Activity
Please copy out the lines in the entries that contain "clamped".

=== Entries supplied ===

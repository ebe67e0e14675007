//! Custom force field: soft centering toward the viewport middle plus
//! size-aware, edge-to-edge repulsion between cards.

use glam::DVec2;

use super::geometry::edge_distance;
use super::physics::{BodyId, World};
use super::registry::NodeRegistry;

/// Forces weaker than this are not applied.
pub const MIN_FORCE: f64 = 0.001;

/// Power of `scale` in the centering strength.
pub const CENTERING_EXPONENT: i32 = 2;

#[derive(Clone, Copy, Debug, PartialEq)]
pub struct ForceParams {
	pub center_radius: f64,
	/// Distance from the center inside which attraction turns into repulsion.
	pub safe_zone: f64,
	pub base_strength: f64,
	pub base_repulsion: f64,
	pub base_range: f64,
}

impl ForceParams {
	pub fn for_scale(scale: f64) -> Self {
		let center_radius = 150.0 * scale;
		Self {
			center_radius,
			safe_zone: center_radius + 250.0 * scale,
			base_strength: 0.3 * scale.powi(CENTERING_EXPONENT),
			base_repulsion: 0.2 * scale,
			base_range: 100.0 * scale,
		}
	}
}

/// Attraction magnitude at `distance` from the center; zero on the safe-zone
/// boundary, approaching `base_strength` far away. Zero inside the zone.
pub fn centering_strength(distance: f64, params: &ForceParams) -> f64 {
	if distance < params.safe_zone || distance <= 0.0 {
		return 0.0;
	}
	params.base_strength * (1.0 - (params.safe_zone / distance).min(1.0))
}

/// Force on a body at `position`, already thresholded.
pub fn centering_force(position: DVec2, center: DVec2, params: &ForceParams) -> DVec2 {
	let to_center = center - position;
	let distance = to_center.length();
	let direction = to_center.normalize_or_zero();
	let force = if distance >= params.safe_zone {
		direction * centering_strength(distance, params)
	} else {
		// Keep cards from collapsing onto the exact center.
		-direction * params.base_strength * 0.5
	};
	threshold(force)
}

/// Range for a pair, proportional to their mean extent relative to the largest node.
pub fn repulsion_range(extent_a: f64, extent_b: f64, max_extent: f64, params: &ForceParams) -> f64 {
	if max_extent <= 0.0 {
		return 0.0;
	}
	params.base_range * (extent_a + extent_b) / (2.0 * max_extent)
}

/// Linear falloff: full strength at contact, zero at `range`.
pub fn repulsion_strength(edge_distance: f64, range: f64, params: &ForceParams) -> f64 {
	if edge_distance >= range {
		return 0.0;
	}
	params.base_repulsion * (1.0 - edge_distance / range)
}

fn threshold(force: DVec2) -> DVec2 {
	if force.length() < MIN_FORCE {
		DVec2::ZERO
	} else {
		force
	}
}

/// Accumulates centering and pairwise repulsion forces for every node. The
/// `held` body (if any) receives no force.
pub fn apply_force_field(
	world: &mut World,
	registry: &NodeRegistry,
	center: DVec2,
	params: &ForceParams,
	held: Option<BodyId>,
) {
	let nodes = registry.nodes();
	let max_extent = registry.max_extent();
	let rects: Vec<_> = nodes
		.iter()
		.map(|n| world.body(n.body).map(|b| b.rect()))
		.collect();

	for (i, a) in nodes.iter().enumerate() {
		let Some(rect_a) = rects[i] else {
			continue;
		};
		let a_free = held != Some(a.body);

		if a_free {
			let force = centering_force(rect_a.center, center, params);
			if force != DVec2::ZERO {
				world.apply_force(a.body, rect_a.center, force);
			}
		}

		for (j, b) in nodes.iter().enumerate().skip(i + 1) {
			let Some(rect_b) = rects[j] else {
				continue;
			};
			let range = repulsion_range(a.extent(), b.extent(), max_extent, params);
			let gap = edge_distance(&rect_a, &rect_b);
			let strength = repulsion_strength(gap, range, params);
			if strength <= MIN_FORCE {
				continue;
			}
			let direction = (rect_b.center - rect_a.center).normalize_or_zero();
			let push = direction * strength;
			if a_free {
				world.apply_force(a.body, rect_a.center, -push);
			}
			if held != Some(b.body) {
				world.apply_force(b.body, rect_b.center, push);
			}
		}
	}
}

/// Clamps every card center back onto the viewport edge it crossed. Velocity is untouched.
pub fn keep_in_bounds(world: &mut World, registry: &NodeRegistry, viewport: DVec2) {
	for node in registry.nodes() {
		let Some(position) = world.body(node.body).map(|b| b.position) else {
			continue;
		};
		let clamped = position.clamp(DVec2::ZERO, viewport.max(DVec2::ZERO));
		if clamped != position {
			world.set_position(node.body, clamped);
		}
	}
}
use leptos::prelude::*;

/// 404 page
#[component]
pub fn NotFound() -> impl IntoView {
	view! {
		<div class="not-found">
			<h1>"Nothing floats here"</h1>
			<a href="/">"Back to the projects"</a>
		</div>
	}
}
use std::cell::RefCell;
use std::rc::Rc;

use glam::DVec2;
use leptos::prelude::*;
use log::{error, info};
use wasm_bindgen::prelude::*;
use web_sys::{HtmlElement, MouseEvent, TouchEvent, Window};

use super::render::{self, DomPresenter, HeaderElements};
use super::state::SimulationContext;

type SharedState = Rc<RefCell<Option<SimulationContext>>>;

#[derive(Clone, Copy)]
enum HeaderLink {
	Title,
	Icon,
}

fn viewport_size(window: &Window) -> Option<DVec2> {
	Some(DVec2::new(
		window.inner_width().ok()?.as_f64()?,
		window.inner_height().ok()?.as_f64()?,
	))
}

fn open_link(link: &str) {
	if let Some(window) = web_sys::window() {
		if window.open_with_url_and_target(link, "_blank").is_err() {
			error!("failed to open {link}");
		}
	}
}

/// Pointer position relative to the network element.
fn local_point(target: &NodeRef<leptos::html::Div>, client_x: i32, client_y: i32) -> DVec2 {
	let client = DVec2::new(client_x as f64, client_y as f64);
	match target.get() {
		Some(el) => {
			let rect = el.get_bounding_client_rect();
			client - DVec2::new(rect.left(), rect.top())
		}
		None => client,
	}
}

fn with_state<R>(state: &SharedState, f: impl FnOnce(&mut SimulationContext) -> R) -> Option<R> {
	state.borrow_mut().as_mut().map(f)
}

/// Full-screen field of floating project cards with its page header.
#[component]
pub fn ProjectField(
	#[prop(into)] title: String,
	#[prop(into)] subtitle: String,
	#[prop(into)] title_link: String,
	#[prop(into)] social_link: String,
) -> impl IntoView {
	let network_ref = NodeRef::<leptos::html::Div>::new();
	let glow_ref = NodeRef::<leptos::html::Div>::new();
	let title_ref = NodeRef::<leptos::html::H1>::new();
	let subtitle_ref = NodeRef::<leptos::html::P>::new();
	let icon_ref = NodeRef::<leptos::html::Span>::new();

	let state: SharedState = Rc::new(RefCell::new(None));
	let animate: Rc<RefCell<Option<Closure<dyn FnMut()>>>> = Rc::new(RefCell::new(None));
	let resize_cb: Rc<RefCell<Option<Closure<dyn FnMut()>>>> = Rc::new(RefCell::new(None));
	let glow_cb: Rc<RefCell<Option<Closure<dyn FnMut(MouseEvent)>>>> = Rc::new(RefCell::new(None));
	let (state_init, animate_init, resize_cb_init, glow_cb_init) =
		(state.clone(), animate.clone(), resize_cb.clone(), glow_cb.clone());

	Effect::new(move |_| {
		let (Some(network), Some(glow), Some(title), Some(subtitle), Some(icon)) = (
			network_ref.get(),
			glow_ref.get(),
			title_ref.get(),
			subtitle_ref.get(),
			icon_ref.get(),
		) else {
			return;
		};
		let Some(window) = web_sys::window() else {
			return;
		};
		let Some(viewport) = viewport_size(&window) else {
			error!("viewport size unavailable");
			return;
		};

		let glow: HtmlElement = glow.into();
		*state_init.borrow_mut() = Some(SimulationContext::new(viewport, js_sys::Math::random));
		let presenter = Rc::new(RefCell::new(DomPresenter::new(
			network.into(),
			glow.clone(),
			HeaderElements {
				title: title.into(),
				subtitle: subtitle.into(),
				icon: icon.into(),
			},
		)));
		info!("project field started at {}x{}", viewport.x, viewport.y);

		let state_resize = state_init.clone();
		*resize_cb_init.borrow_mut() = Some(Closure::new(move || {
			let Some(viewport) = web_sys::window().as_ref().and_then(viewport_size) else {
				return;
			};
			let mut guard = state_resize.borrow_mut();
			if let Some(s) = guard.as_mut() {
				s.resize(viewport);
				return;
			}
			// Torn down before the resize arrived: start over.
			*guard = Some(SimulationContext::new(viewport, js_sys::Math::random));
		}));
		if let Some(ref cb) = *resize_cb_init.borrow() {
			let _ = window.add_event_listener_with_callback("resize", cb.as_ref().unchecked_ref());
		}

		let glow_follow = glow.clone();
		*glow_cb_init.borrow_mut() = Some(Closure::new(move |ev: MouseEvent| {
			let _ = render::place_glow(&glow_follow, ev.client_x() as f64, ev.client_y() as f64);
		}));
		if let Some(ref cb) = *glow_cb_init.borrow() {
			let _ = window.add_event_listener_with_callback("mousemove", cb.as_ref().unchecked_ref());
		}

		let (state_anim, animate_inner) = (state_init.clone(), animate_init.clone());
		*animate_init.borrow_mut() = Some(Closure::new(move || {
			if let Some(ref mut s) = *state_anim.borrow_mut() {
				s.tick();
				if let Err(err) = presenter.borrow_mut().sync(s) {
					error!("frame sync failed: {err:?}");
				}
				s.run_hover_check();
			}
			if let Some(ref cb) = *animate_inner.borrow() {
				if let Some(window) = web_sys::window() {
					let _ = window.request_animation_frame(cb.as_ref().unchecked_ref());
				}
			}
		}));
		if let Some(ref cb) = *animate_init.borrow() {
			let _ = window.request_animation_frame(cb.as_ref().unchecked_ref());
		}
	});

	let state_md = state.clone();
	let on_mousedown = move |ev: MouseEvent| {
		let point = local_point(&network_ref, ev.client_x(), ev.client_y());
		with_state(&state_md, |s| s.pointer_down(point, ev.time_stamp()));
	};

	let state_mm = state.clone();
	let on_mousemove = move |ev: MouseEvent| {
		let point = local_point(&network_ref, ev.client_x(), ev.client_y());
		with_state(&state_mm, |s| s.pointer_move(point));
	};

	let state_mu = state.clone();
	let on_mouseup = move |ev: MouseEvent| {
		let point = local_point(&network_ref, ev.client_x(), ev.client_y());
		// Open outside the borrow: the new tab can steal focus synchronously.
		let link = with_state(&state_mu, |s| s.pointer_up(point, ev.time_stamp())).flatten();
		if let Some(link) = link {
			open_link(link);
		}
	};

	let state_ml = state.clone();
	let on_mouseleave = move |_: MouseEvent| {
		with_state(&state_ml, |s| s.pointer_leave());
	};

	let state_ts = state.clone();
	let on_touchstart = move |ev: TouchEvent| {
		if let Some(touch) = ev.touches().get(0) {
			let point = local_point(&network_ref, touch.client_x(), touch.client_y());
			with_state(&state_ts, |s| s.touch_start(point));
		}
	};

	let state_tm = state.clone();
	let on_touchmove = move |ev: TouchEvent| {
		if let Some(touch) = ev.touches().get(0) {
			let point = local_point(&network_ref, touch.client_x(), touch.client_y());
			with_state(&state_tm, |s| s.touch_move(point));
		}
	};

	let state_te = state.clone();
	let on_touchend = move |ev: TouchEvent| {
		let point = ev
			.changed_touches()
			.get(0)
			.map(|t| local_point(&network_ref, t.client_x(), t.client_y()));
		let link = with_state(&state_te, |s| s.touch_end(point, ev.time_stamp())).flatten();
		if let Some(link) = link {
			// Suppresses the emulated mouse events and click.
			ev.prevent_default();
			open_link(link);
		}
	};

	let state_tc = state.clone();
	let on_touchcancel = move |ev: TouchEvent| {
		with_state(&state_tc, |s| s.touch_cancel(ev.time_stamp()));
	};

	let accent = move |link: HeaderLink, lit: bool| {
		let state = state.clone();
		move |_: MouseEvent| {
			let Some(header) = with_state(&state, |s| {
				s.set_accent_hover(lit);
				s.header_style()
			}) else {
				return;
			};
			let result = match link {
				HeaderLink::Title => title_ref
					.get()
					.map(|el| render::highlight_title(&el, &header, lit)),
				HeaderLink::Icon => icon_ref
					.get()
					.map(|el| render::highlight_icon(&el, &header, lit)),
			};
			if let Some(Err(err)) = result {
				error!("header highlight failed: {err:?}");
			}
		}
	};

	view! {
		// Overlays the field so both share the viewport's coordinate space.
		<header
			class="page-header"
			style="position: absolute; top: 0; left: 0; width: 100%; z-index: 2; text-align: center; pointer-events: none;"
		>
			<a
				href=title_link
				class="main-title-link"
				style="pointer-events: auto; text-decoration: none; color: inherit;"
				on:mouseenter=accent(HeaderLink::Title, true)
				on:mouseleave=accent(HeaderLink::Title, false)
			>
				<h1 node_ref=title_ref class="main-title">{title}</h1>
			</a>
			<p node_ref=subtitle_ref class="main-subtitle">{subtitle}</p>
			<a
				href=social_link
				target="_blank"
				class="x-icon-link"
				style="pointer-events: auto; display: inline-block;"
				on:mouseenter=accent(HeaderLink::Icon, true)
				on:mouseleave=accent(HeaderLink::Icon, false)
			>
				<span node_ref=icon_ref class="x-icon-container" style="display: inline-block;" />
			</a>
		</header>
		<div
			node_ref=network_ref
			class="network"
			on:mousedown=on_mousedown
			on:mousemove=on_mousemove
			on:mouseup=on_mouseup
			on:mouseleave=on_mouseleave
			on:touchstart=on_touchstart
			on:touchmove=on_touchmove
			on:touchend=on_touchend
			on:touchcancel=on_touchcancel
			style="position: relative; width: 100vw; min-height: 100vh; overflow: hidden;"
		/>
		<div
			node_ref=glow_ref
			class="cursor-glow"
			style="position: fixed; left: 0; top: 0; border-radius: 50%; transform: translate(-50%, -50%); pointer-events: none; z-index: 3;"
		/>
	}
}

===

Response to the exercise
		let clamped = position.clamp(DVec2::ZERO, viewport.max(DVec2::ZERO));
		if clamped != position {
			world.set_position(node.body, clamped);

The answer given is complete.